Monday, August 15, 2022

Setting My Clock

“Redeeming the time because the days are evil.” I believe I was asked to memorize that verse three times as a kid. I liked it because it was straightforward and easy to remember. I also have a deep-seated instinct to fill in nooks and crannies of all kinds, and this verse is an open invitation to do what I love. I wish I would have understood that way back when.

I had the great honor to have been born a woman. I’ve always loved my gender even though it meant a lot of doors were closed for me, closed so firmly they didn’t seem to exist. Doors of leadership, doors to professional work, doors to achievement, were all if not outright denied were hidden, buried under rhetoric and dogma. Every day I make new discoveries about how wrong that ancient way of thinking is and also how much I can truly do. My given agenda, anchored in the house with my children is giving way to my inner longings that have been so long denied. As they grow up and leave me this life I couldn’t have is becoming possible. I suppose it was always possible, but it didn’t seem that way to me.
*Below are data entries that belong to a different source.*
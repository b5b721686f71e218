//! # Render Loop
//!
//! Redraws the latest published snapshot on a fixed tick and watches for the
//! quit key.
//!
//! State machine: `Idle → Running → Stopping → Stopped`.
//!
//! Each tick reads the snapshot with a non-blocking `watch` borrow, so the
//! loop never waits on the aggregator and a quiet tick simply redraws the
//! same data. The task owns the surface, which is restored exactly once when
//! the task ends, whichever of the quit key or [`RenderLoop::stop`] ended it.

use std::future::Future;
use std::io;
use std::sync::Arc;
use std::time::Duration;

use tokio::sync::watch;
use tokio::task::JoinHandle;
use tokio::time::{interval, MissedTickBehavior};
use tracing::{debug, info, warn};

use super::layout;
use super::surface::{KeyPress, Surface};
use crate::config::DisplayConfig;
use crate::error::{DashboardError, Result};
use crate::telemetry::TelemetrySnapshot;

/// Render loop lifecycle
#[derive(Debug, Clone, Copy, PartialEq, Eq)]
pub enum RenderState {
    Idle,
    Running,
    Stopping,
    Stopped,
}

/// Fixed-rate renderer over a [`Surface`]
pub struct RenderLoop<S: Surface> {
    /// Held until `start` hands it to the task
    surface: Option<S>,
    snapshots: watch::Receiver<TelemetrySnapshot>,
    tick: Duration,
    refresh_hz: u32,
    state: Arc<watch::Sender<RenderState>>,
    stop_tx: watch::Sender<bool>,
    task: Option<JoinHandle<()>>,
}

impl<S: Surface> std::fmt::Debug for RenderLoop<S> {
    fn fmt(&self, f: &mut std::fmt::Formatter<'_>) -> std::fmt::Result {
        f.debug_struct("RenderLoop")
            .field("state", &self.state())
            .field("tick", &self.tick)
            .finish_non_exhaustive()
    }
}

impl<S: Surface> RenderLoop<S> {
    pub fn new(
        surface: S,
        snapshots: watch::Receiver<TelemetrySnapshot>,
        display: &DisplayConfig,
    ) -> Self {
        let (state, _) = watch::channel(RenderState::Idle);
        let (stop_tx, _) = watch::channel(false);
        Self {
            surface: Some(surface),
            snapshots,
            tick: display.tick(),
            refresh_hz: display.refresh_hz,
            state: Arc::new(state),
            stop_tx,
            task: None,
        }
    }

    pub fn state(&self) -> RenderState {
        *self.state.borrow()
    }

    /// Initialize the surface and spawn the periodic render task.
    ///
    /// Must be called from within a tokio runtime.
    ///
    /// # Errors
    ///
    /// Returns [`DashboardError::SurfaceInit`] if the surface cannot be
    /// initialized. A restore is attempted first and the loop stays `Idle`.
    pub fn start(&mut self) -> Result<()> {
        if self.state() != RenderState::Idle {
            return Err(DashboardError::Render("render loop already started".to_string()));
        }
        let mut surface = self
            .surface
            .take()
            .ok_or_else(|| DashboardError::Render("render surface missing".to_string()))?;

        if let Err(e) = surface.init() {
            if let Err(restore_err) = surface.restore() {
                warn!("Failed to restore surface after init error: {}", restore_err);
            }
            self.surface = Some(surface);
            return Err(match e {
                DashboardError::SurfaceInit(_) => e,
                other => DashboardError::SurfaceInit(other.to_string()),
            });
        }

        self.state.send_replace(RenderState::Running);
        let stop_rx = self.stop_tx.subscribe();
        self.task = Some(tokio::spawn(run(
            surface,
            self.snapshots.clone(),
            self.tick,
            self.refresh_hz,
            Arc::clone(&self.state),
            stop_rx,
        )));

        debug!("Render loop started ({:?} tick)", self.tick);
        Ok(())
    }

    /// Stop the render task and wait for it to restore the surface.
    ///
    /// Safe to call any number of times, before or after the quit key.
    pub async fn stop(&mut self) -> Result<()> {
        let Some(task) = self.task.take() else {
            return Ok(());
        };

        if self.state() == RenderState::Running {
            self.state.send_replace(RenderState::Stopping);
        }
        self.stop_tx.send_replace(true);

        task.await
            .map_err(|e| DashboardError::Render(format!("render task failed: {}", e)))?;
        debug!("Render loop stopped");
        Ok(())
    }

    /// Resolves once the loop is stopping, for whatever reason.
    ///
    /// The returned future does not borrow the loop, so it can be raced
    /// against a shutdown signal while `stop` is still reachable.
    pub fn quit_requested(&self) -> impl Future<Output = ()> + Send + 'static {
        let mut state = self.state.subscribe();
        async move {
            loop {
                if matches!(
                    *state.borrow_and_update(),
                    RenderState::Stopping | RenderState::Stopped
                ) {
                    return;
                }
                if state.changed().await.is_err() {
                    return;
                }
            }
        }
    }
}

async fn run<S: Surface>(
    mut surface: S,
    snapshots: watch::Receiver<TelemetrySnapshot>,
    tick: Duration,
    refresh_hz: u32,
    state: Arc<watch::Sender<RenderState>>,
    mut stop: watch::Receiver<bool>,
) {
    let mut ticker = interval(tick);
    ticker.set_missed_tick_behavior(MissedTickBehavior::Delay);

    loop {
        tokio::select! {
            biased;

            changed = stop.changed() => {
                if changed.is_err() || *stop.borrow() {
                    break;
                }
            }

            _ = ticker.tick() => {
                let snapshot = snapshots.borrow().clone();
                if let Err(e) = draw_frame(&mut surface, &snapshot, refresh_hz) {
                    warn!("Failed to draw frame: {}", e);
                }

                match surface.poll_key() {
                    Ok(Some(key)) if is_quit_key(key) => {
                        info!("Quit requested from keyboard");
                        break;
                    }
                    Ok(_) => {}
                    Err(e) => warn!("Failed to poll keyboard: {}", e),
                }
            }
        }
    }

    state.send_replace(RenderState::Stopping);
    if let Err(e) = surface.restore() {
        warn!("Failed to restore terminal: {}", e);
    }
    state.send_replace(RenderState::Stopped);
}

/// Clear, draw and flush one full frame
fn draw_frame<S: Surface>(
    surface: &mut S,
    snapshot: &TelemetrySnapshot,
    refresh_hz: u32,
) -> io::Result<()> {
    surface.clear()?;
    for line in layout::frame(snapshot, surface.rows(), refresh_hz) {
        surface.draw_text(line.row, line.col, &line.text, line.style)?;
    }
    surface.flush()
}

fn is_quit_key(key: KeyPress) -> bool {
    matches!(key, KeyPress::Char('q') | KeyPress::Char('Q') | KeyPress::Interrupt)
}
Thanks to Haruki Murakami I have learned to respect my work and the time it takes. I’m meeting goals as a novelist and as the creator of curriculum. My mindset that those pursuits were for my “spare time” is flipping as the time in my office is becoming my true work. No, I’m not getting up at five, but I am using time to meet my agenda, and that’s a new gift. Around it are coming other priorities that were squelched by someone else who didn’t know or understand me. Saturday is for odds and ends work. Sunday is for rest. I haven’t figured it out yet, but I’d like to go to church more. I need a day where pizza is guaranteed. The discoveries are numerous and fun.